==== DATASET EXTRACT

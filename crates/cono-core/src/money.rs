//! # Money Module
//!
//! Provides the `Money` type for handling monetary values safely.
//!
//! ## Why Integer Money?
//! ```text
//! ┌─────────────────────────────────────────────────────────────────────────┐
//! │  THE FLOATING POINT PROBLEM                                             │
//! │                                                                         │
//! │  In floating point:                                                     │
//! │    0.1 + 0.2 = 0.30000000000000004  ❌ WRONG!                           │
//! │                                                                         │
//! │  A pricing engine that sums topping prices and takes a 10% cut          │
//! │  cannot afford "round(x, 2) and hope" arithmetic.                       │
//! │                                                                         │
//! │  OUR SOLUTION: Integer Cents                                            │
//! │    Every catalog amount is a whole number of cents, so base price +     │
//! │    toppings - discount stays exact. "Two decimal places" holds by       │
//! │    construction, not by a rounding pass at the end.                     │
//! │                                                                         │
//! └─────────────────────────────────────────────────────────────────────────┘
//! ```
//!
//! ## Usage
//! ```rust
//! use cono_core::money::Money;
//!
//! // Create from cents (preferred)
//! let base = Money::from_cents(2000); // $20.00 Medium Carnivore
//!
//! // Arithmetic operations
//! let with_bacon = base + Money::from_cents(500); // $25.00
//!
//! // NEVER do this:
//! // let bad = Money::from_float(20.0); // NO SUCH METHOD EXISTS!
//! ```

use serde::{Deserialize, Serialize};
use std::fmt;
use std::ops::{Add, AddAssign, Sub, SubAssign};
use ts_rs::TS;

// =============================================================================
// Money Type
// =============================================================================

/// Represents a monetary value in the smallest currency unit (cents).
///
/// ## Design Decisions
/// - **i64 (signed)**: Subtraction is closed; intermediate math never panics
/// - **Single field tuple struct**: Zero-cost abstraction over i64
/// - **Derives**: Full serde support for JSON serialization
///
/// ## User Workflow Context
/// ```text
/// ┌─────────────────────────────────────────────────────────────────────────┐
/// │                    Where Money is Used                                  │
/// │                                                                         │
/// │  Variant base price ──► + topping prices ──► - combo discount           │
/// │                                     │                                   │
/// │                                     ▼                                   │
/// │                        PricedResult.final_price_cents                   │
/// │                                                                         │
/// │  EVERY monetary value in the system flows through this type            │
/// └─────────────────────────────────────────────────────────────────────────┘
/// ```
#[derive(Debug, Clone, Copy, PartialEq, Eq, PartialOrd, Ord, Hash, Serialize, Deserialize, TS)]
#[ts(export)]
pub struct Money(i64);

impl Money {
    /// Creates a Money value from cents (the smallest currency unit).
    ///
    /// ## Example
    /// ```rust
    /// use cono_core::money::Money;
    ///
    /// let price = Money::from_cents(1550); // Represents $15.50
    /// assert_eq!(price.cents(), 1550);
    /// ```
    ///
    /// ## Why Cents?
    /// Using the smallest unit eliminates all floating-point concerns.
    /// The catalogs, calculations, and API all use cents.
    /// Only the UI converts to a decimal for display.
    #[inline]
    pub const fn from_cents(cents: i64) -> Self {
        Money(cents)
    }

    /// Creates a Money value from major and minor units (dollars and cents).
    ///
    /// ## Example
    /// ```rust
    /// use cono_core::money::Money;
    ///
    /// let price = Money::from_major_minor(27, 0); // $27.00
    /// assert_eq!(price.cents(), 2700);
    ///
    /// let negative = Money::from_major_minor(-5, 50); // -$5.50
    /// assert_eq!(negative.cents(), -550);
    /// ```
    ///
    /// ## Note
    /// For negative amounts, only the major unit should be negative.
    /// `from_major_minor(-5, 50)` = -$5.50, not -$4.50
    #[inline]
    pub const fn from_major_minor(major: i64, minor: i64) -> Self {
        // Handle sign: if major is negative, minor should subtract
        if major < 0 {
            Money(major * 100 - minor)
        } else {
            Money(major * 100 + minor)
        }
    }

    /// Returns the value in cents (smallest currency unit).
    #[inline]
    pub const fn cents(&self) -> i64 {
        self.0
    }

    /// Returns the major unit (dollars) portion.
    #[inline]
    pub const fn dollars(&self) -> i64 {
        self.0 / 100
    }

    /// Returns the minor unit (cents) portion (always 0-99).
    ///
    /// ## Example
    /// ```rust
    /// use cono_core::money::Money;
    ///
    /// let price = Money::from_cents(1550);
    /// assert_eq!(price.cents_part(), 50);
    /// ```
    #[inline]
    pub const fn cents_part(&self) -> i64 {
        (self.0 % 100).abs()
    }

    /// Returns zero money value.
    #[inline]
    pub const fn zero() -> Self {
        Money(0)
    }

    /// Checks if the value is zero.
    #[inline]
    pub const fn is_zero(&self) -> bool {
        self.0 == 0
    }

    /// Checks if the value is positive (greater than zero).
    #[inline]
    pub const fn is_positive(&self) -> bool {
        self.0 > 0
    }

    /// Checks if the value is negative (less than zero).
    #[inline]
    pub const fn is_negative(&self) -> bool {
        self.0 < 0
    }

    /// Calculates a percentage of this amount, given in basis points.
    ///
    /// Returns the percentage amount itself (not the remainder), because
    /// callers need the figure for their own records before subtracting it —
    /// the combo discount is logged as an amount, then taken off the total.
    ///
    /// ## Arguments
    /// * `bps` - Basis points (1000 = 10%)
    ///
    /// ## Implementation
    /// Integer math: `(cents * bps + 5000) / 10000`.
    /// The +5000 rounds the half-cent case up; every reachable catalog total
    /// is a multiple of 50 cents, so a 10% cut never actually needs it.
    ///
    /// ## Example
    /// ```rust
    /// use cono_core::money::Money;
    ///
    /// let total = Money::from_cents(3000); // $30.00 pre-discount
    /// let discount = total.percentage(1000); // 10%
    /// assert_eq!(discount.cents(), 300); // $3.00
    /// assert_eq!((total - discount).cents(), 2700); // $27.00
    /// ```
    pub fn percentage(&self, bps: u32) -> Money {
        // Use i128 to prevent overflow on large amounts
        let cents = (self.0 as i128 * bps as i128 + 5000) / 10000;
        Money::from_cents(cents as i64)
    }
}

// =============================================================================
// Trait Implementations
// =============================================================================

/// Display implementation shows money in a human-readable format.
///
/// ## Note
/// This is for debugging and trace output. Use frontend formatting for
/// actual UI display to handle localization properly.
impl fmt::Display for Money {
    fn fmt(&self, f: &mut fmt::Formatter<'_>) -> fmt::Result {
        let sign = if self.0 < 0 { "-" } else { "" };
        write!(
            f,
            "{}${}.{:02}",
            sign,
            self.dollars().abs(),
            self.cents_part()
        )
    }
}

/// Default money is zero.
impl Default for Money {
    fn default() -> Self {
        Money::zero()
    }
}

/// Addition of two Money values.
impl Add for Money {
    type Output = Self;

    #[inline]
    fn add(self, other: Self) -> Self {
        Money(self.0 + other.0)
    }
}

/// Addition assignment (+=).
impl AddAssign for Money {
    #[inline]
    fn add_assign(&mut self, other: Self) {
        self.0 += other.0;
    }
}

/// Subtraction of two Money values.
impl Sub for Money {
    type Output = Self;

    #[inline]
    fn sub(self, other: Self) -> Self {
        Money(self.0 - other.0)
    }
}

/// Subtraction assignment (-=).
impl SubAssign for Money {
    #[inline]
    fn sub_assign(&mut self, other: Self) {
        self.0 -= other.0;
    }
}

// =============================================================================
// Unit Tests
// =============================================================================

========

Count of lines that include "prices" in the records above: write that value only.

▸ **RESPONSE TO THE EXERCISE**
2